Do the best you can while transcribing. If the card is very difficult to read, please mark it as a Problem Card, “Card all/partially unreadable,” and write what you were having trouble transcribing in the Transcriber Comments field.
Additional Information on Card Questions:
What if there is additional information on a card besides what is asked for in the fields?
If you find additional information on a card, please transcribe the information into the Observer Notes field.
Where do I put elevation information?
If you have any additional information, please transcribe it into Observer Notes.
What if a card shows both an AOU number and a common or scientific name- do I put them both?
You want to transcribe exactly what you see on the migration card so if both the AOU number and scientific name or the scientific name and common name, please transcribe all information into the necessary fields as it was originally written.
What if Information Isn’t On a Card?
What if a card only has the last two digits of a year?
The BPP only accepted records from 1880-1970 which makes figuring out the year easy. If the card says ‘80 to ’99, you know it is 1880 to 1899. If the card is ’00 to ’70, it is 1900 to 1970. Please transcribe the proper four digit year in the Reference Year field.
Do I have to put whether or not a species was breeding or overwintering if it is not mentioned?
If breeding or wintering is not mentioned on the card, you should skip these fields. You only need to enter these fields if the information is placed on the card. However, if you accidentally fill one of the circles under Breeds or Overwinters, you will need to fill the Unknown button if it is not noted on the card.

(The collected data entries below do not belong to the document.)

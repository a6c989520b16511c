//! Ledger reference types.

use serde::{Deserialize, Serialize};
use thiserror::Error;
use voucherbook_shared::types::LedgerId;

/// Classification of a ledger that decides where it may appear on a voucher.
#[derive(Debug, Clone, Copy, PartialEq, Eq, Hash, Serialize, Deserialize)]
#[serde(rename_all = "lowercase")]
pub enum LedgerKind {
    /// Cash in hand.
    Cash,
    /// Bank account.
    Bank,
    /// Customer or supplier account.
    Party,
    /// Income account.
    Income,
    /// Expense account.
    Expense,
    /// Anything else (capital, duties, suspense...).
    Other,
}

impl LedgerKind {
    /// Every kind, in display order.
    pub const ALL: [Self; 6] = [
        Self::Cash,
        Self::Bank,
        Self::Party,
        Self::Income,
        Self::Expense,
        Self::Other,
    ];

    /// Returns the wire name of this kind.
    #[must_use]
    pub const fn as_str(self) -> &'static str {
        match self {
            Self::Cash => "cash",
            Self::Bank => "bank",
            Self::Party => "party",
            Self::Income => "income",
            Self::Expense => "expense",
            Self::Other => "other",
        }
    }

    /// Returns true for cash and bank ledgers.
    #[must_use]
    pub const fn is_cash_or_bank(self) -> bool {
        matches!(self, Self::Cash | Self::Bank)
    }
}

impl std::fmt::Display for LedgerKind {
    fn fmt(&self, f: &mut std::fmt::Formatter<'_>) -> std::fmt::Result {
        f.write_str(self.as_str())
    }
}

/// Error returned when a ledger kind name is not recognised.
#[derive(Debug, Clone, PartialEq, Eq, Error)]
#[error("Unknown ledger kind: {0}")]
pub struct UnknownLedgerKind(pub String);

impl std::str::FromStr for LedgerKind {
    type Err = UnknownLedgerKind;

    fn from_str(s: &str) -> Result<Self, Self::Err> {
        let wanted = s.trim().to_lowercase();
        Self::ALL
            .into_iter()
            .find(|kind| kind.as_str() == wanted)
            .ok_or_else(|| UnknownLedgerKind(s.to_string()))
    }
}

/// Parses a comma-separated kind filter such as `cash,bank`.
///
/// Empty segments are skipped, so an empty filter means "all kinds".
pub fn parse_kind_filter(filter: &str) -> Result<Vec<LedgerKind>, UnknownLedgerKind> {
    filter
        .split(',')
        .map(str::trim)
        .filter(|segment| !segment.is_empty())
        .map(str::parse)
        .collect()
}

/// A ledger as seen by voucher entry.
#[derive(Debug, Clone, PartialEq, Eq, Serialize, Deserialize)]
#[serde(rename_all = "camelCase")]
pub struct LedgerReference {
    /// Key in the ledger master.
    pub id: LedgerId,
    /// Display name.
    pub name: String,
    /// Ledger classification.
    pub kind: LedgerKind,
    /// Ledger group the account is filed under, if any.
    #[serde(default, skip_serializing_if = "Option::is_none")]
    pub group_name: Option<String>,
}

impl LedgerReference {
    /// Creates a ledger reference without a group.
    #[must_use]
    pub fn new(id: impl Into<LedgerId>, name: impl Into<String>, kind: LedgerKind) -> Self {
        Self {
            id: id.into(),
            name: name.into(),
            kind,
            group_name: None,
        }
    }
}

What if the bird name is out of date - do I need to look it up?
No, you do not need to look up any information. We want you to transcribe exactly what you see on the migration card. Please transcribe whatever information is given on a card, whether it be the scientific name, common name, or AOU number.

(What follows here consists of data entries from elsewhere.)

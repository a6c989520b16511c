//! Property-based tests for voucher line-set operations and the single-entry mode.

use proptest::prelude::*;

use super::aggregate::Voucher;
use super::error::EditError;
use super::field::LineField;
use super::types::{Direction, EntryMode, VoucherType};

/// Strategy to generate amount input as typed into a form.
fn amount_input() -> impl Strategy<Value = String> {
    prop_oneof![
        (0i64..100_000_000i64).prop_map(|cents| format!("{}.{:02}", cents / 100, cents % 100)),
        (0u32..1_000_000u32).prop_map(|n| n.to_string()),
        "[a-z ]{0,6}",
    ]
}

/// Strategy to generate a voucher type.
fn voucher_type() -> impl Strategy<Value = VoucherType> {
    prop::sample::select(VoucherType::ALL.to_vec())
}

/// An operation on the line set.
#[derive(Debug, Clone)]
enum Op {
    Add,
    Remove(usize),
    Mode(EntryMode),
    Amount(usize, String),
}

fn op_strategy() -> impl Strategy<Value = Op> {
    prop_oneof![
        Just(Op::Add),
        (0usize..6).prop_map(Op::Remove),
        prop_oneof![Just(EntryMode::SingleEntry), Just(EntryMode::DoubleEntry)].prop_map(Op::Mode),
        (0usize..6, amount_input()).prop_map(|(i, s)| Op::Amount(i, s)),
    ]
}

fn apply(voucher: &mut Voucher, op: &Op) {
    // Refused edits are part of the property; the voucher must stay consistent either way.
    let _ = match op {
        Op::Add => voucher.add_line().map(|_| ()),
        Op::Remove(i) => voucher.remove_line(*i).map(|_| ()),
        Op::Mode(mode) => {
            voucher.set_mode(*mode);
            Ok(())
        }
        Op::Amount(i, input) => voucher.apply_field_update(*i, LineField::SetAmount(input.clone())),
    };
}

proptest! {
    #![proptest_config(ProptestConfig::with_cases(100))]

    /// Property 1: Single-entry amount sync.
    ///
    /// *For any* amount typed on either line of a single-entry voucher, both lines SHALL
    /// hold the same amount immediately after the edit.
    #[test]
    fn prop_single_entry_amounts_stay_equal(
        index in 0usize..2,
        input in amount_input(),
        voucher_type in voucher_type(),
    ) {
        let mut voucher = Voucher::new(voucher_type, None, "");
        voucher.set_mode(EntryMode::SingleEntry);
        voucher.apply_field_update(index, LineField::SetAmount(input)).unwrap();

        prop_assert_eq!(voucher.lines()[0].amount, voucher.lines()[1].amount);
        prop_assert!(voucher.totals().is_balanced);
    }

    /// Property 2: Switching to single-entry always yields a debit/credit pair.
    #[test]
    fn prop_single_entry_shape(ops in prop::collection::vec(op_strategy(), 0..20)) {
        let mut voucher = Voucher::new(VoucherType::Payment, None, "");
        for op in &ops {
            apply(&mut voucher, op);
        }
        voucher.set_mode(EntryMode::SingleEntry);

        prop_assert_eq!(voucher.lines().len(), 2);
        prop_assert_eq!(voucher.lines()[0].direction, Direction::Debit);
        prop_assert_eq!(voucher.lines()[1].direction, Direction::Credit);
    }

    /// Property 3: Removal never drops below two lines.
    ///
    /// *For any* voucher with two lines, `remove_line` SHALL be refused regardless of mode.
    #[test]
    fn prop_remove_is_noop_at_minimum(
        index in 0usize..4,
        single in any::<bool>(),
    ) {
        let mut voucher = Voucher::new(VoucherType::Journal, None, "");
        if single {
            voucher.set_mode(EntryMode::SingleEntry);
        }
        let before = voucher.clone();
        prop_assert!(voucher.remove_line(index).is_err());
        prop_assert_eq!(voucher, before);
    }

    /// Property 4: Any sequence of operations keeps the structural invariants.
    ///
    /// At least two lines always; single-entry vouchers always hold exactly a debit line
    /// then a credit line of equal amount; line ids stay unique.
    #[test]
    fn prop_operations_preserve_structure(ops in prop::collection::vec(op_strategy(), 0..40)) {
        let mut voucher = Voucher::new(VoucherType::Journal, None, "");
        for op in &ops {
            apply(&mut voucher, op);

            prop_assert!(voucher.lines().len() >= 2);
            if voucher.mode() == EntryMode::SingleEntry {
                prop_assert_eq!(voucher.lines().len(), 2);
                prop_assert_eq!(voucher.lines()[0].direction, Direction::Debit);
                prop_assert_eq!(voucher.lines()[1].direction, Direction::Credit);
                prop_assert_eq!(voucher.lines()[0].amount, voucher.lines()[1].amount);
            }
            let mut ids: Vec<_> = voucher.lines().iter().map(|l| l.id.clone()).collect();
            ids.sort();
            ids.dedup();
            prop_assert_eq!(ids.len(), voucher.lines().len());
        }
    }

    /// Property 5: add_line never changes a single-entry voucher.
    #[test]
    fn prop_add_line_refused_in_single_entry(input in amount_input()) {
        let mut voucher = Voucher::new(VoucherType::Contra, None, "");
        voucher.set_mode(EntryMode::SingleEntry);
        voucher.apply_field_update(1, LineField::SetAmount(input)).unwrap();
        let before = voucher.clone();

        prop_assert_eq!(voucher.add_line().map(|_| ()), Err(EditError::SingleEntryLocked));
        prop_assert_eq!(voucher, before);
    }
}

Do I need to find the AOU number if there isn't one listed?
No, you do not need to look up any information. If an AOU number is not given on a migration card, leave the field blank. We want you to transcribe the cards exactly as you see them originally written.
How do I transcribe a “Field Report File?”
To transcribe a Field Report File, read the card and pull out the appropriate information to transcribe into the various fields. Then once, you have completed this, transcribe the card in its entirety (and just as you see it on the card) into the Observer Notes field.
What if I press SUBMIT before I was ready? Can I retrieve an old card?
Currently, you can’t retrieve a card once you press Submit or go back to view a card you have previously transcribed. We are working on creating these functions and should appear soon.
What if a migration card says “over” on the bottom of a card?
If a migration card says “over,” it means that there was additional information on the back of the card. The volunteers in the office who scan these cards check only scan double sided cards when the information is a duplicate of what is on the front. So please transcribe as you normally would.
How can I find out how many cards I have transcribed, how many cards are available for transcription and how many cards have been scanned?
On the left-side panel of the transcription page there are stat bars which you can mouse over to get updated card counts.
What is an AOU number?
AOU stands for the American Ornithologist Union. The AOU was founded in 1883 and was the first organization started devoted to the scientific study of birds. The AOU Check-list of North American birds is the official source on the taxonomy of birds found in North and Middle America. This list is produced by the North American Classification Committee (NACC), an official committee of the American Ornithologists' Union. The AOU number is a specific number assigned to denote a species. AOU numbers are still accurate but no longer commonly used. Today scientists commonly use a four-letter ALPHA code to denote a species.
Where is the AOU number found on the migration cards?
The AOU number is typically found on the upper left-hand-side of the migration cards. It is usually a three digit number but can sometimes be a four digit number with a decimal point.